> _Exercise description_: The answer must be a single number: how many lines of the entries below include "impl".

> _The records_:
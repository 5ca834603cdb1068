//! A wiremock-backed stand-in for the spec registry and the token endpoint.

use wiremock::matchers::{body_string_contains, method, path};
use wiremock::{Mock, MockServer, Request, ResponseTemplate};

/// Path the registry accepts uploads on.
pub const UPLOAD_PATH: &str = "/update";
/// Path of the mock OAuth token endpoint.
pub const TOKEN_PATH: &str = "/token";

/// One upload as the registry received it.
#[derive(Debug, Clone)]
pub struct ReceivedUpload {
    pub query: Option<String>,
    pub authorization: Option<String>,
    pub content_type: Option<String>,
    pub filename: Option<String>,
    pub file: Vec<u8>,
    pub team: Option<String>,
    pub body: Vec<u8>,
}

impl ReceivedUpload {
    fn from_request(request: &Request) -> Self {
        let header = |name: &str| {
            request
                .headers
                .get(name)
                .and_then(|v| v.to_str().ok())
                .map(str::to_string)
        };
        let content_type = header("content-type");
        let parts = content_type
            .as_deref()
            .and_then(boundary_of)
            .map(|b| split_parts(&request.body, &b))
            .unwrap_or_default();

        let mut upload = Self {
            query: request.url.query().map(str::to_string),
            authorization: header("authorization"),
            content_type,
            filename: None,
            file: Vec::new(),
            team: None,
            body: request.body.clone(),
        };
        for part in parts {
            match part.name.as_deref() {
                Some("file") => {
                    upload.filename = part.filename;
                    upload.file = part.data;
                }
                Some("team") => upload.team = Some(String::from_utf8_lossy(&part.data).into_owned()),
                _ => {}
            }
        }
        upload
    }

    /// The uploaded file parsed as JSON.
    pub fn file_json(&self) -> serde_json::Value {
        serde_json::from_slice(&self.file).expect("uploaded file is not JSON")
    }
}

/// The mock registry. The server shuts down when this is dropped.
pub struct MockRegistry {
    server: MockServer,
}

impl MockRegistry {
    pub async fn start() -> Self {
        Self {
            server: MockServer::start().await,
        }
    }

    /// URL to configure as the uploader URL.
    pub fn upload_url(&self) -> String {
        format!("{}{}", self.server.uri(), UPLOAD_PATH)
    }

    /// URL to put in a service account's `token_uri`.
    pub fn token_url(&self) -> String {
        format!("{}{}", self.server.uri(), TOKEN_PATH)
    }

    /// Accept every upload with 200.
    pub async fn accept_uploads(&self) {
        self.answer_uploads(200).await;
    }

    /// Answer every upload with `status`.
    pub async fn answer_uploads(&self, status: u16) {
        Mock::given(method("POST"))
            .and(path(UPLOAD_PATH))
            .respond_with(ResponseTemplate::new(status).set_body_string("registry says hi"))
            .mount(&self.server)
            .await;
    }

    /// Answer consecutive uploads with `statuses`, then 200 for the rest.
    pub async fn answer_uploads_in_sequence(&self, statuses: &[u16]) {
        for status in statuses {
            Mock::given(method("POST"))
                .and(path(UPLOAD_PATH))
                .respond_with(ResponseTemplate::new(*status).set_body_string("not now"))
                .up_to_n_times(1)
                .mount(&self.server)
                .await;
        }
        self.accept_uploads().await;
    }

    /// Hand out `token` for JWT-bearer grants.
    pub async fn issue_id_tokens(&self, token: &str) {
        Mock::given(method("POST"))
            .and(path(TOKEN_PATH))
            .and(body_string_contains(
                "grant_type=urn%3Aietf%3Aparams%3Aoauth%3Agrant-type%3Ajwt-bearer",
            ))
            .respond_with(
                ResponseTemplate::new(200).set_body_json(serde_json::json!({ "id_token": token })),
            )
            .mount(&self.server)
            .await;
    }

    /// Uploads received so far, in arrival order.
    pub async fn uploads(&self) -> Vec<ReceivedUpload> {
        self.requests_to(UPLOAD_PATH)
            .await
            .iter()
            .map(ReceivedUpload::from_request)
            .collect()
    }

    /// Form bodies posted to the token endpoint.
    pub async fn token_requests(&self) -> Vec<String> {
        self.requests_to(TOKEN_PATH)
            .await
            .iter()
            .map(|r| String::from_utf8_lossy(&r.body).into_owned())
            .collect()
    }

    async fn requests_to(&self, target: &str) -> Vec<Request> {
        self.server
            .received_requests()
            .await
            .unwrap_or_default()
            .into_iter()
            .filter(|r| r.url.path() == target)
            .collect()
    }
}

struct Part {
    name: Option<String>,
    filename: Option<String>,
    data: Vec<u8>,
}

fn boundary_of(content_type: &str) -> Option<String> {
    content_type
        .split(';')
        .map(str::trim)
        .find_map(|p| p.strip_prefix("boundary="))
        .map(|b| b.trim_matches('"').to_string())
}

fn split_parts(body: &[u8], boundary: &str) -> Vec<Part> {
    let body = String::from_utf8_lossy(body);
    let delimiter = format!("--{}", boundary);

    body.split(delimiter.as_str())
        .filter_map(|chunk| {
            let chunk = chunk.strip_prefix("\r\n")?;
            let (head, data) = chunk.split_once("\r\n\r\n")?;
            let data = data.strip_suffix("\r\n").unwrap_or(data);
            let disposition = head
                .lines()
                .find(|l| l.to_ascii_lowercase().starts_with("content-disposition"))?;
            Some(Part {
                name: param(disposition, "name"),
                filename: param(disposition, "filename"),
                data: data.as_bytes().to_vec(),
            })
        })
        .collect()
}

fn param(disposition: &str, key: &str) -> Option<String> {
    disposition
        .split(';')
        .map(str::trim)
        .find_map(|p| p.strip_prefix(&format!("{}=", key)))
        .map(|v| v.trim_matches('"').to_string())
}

> _Response to this task_: 2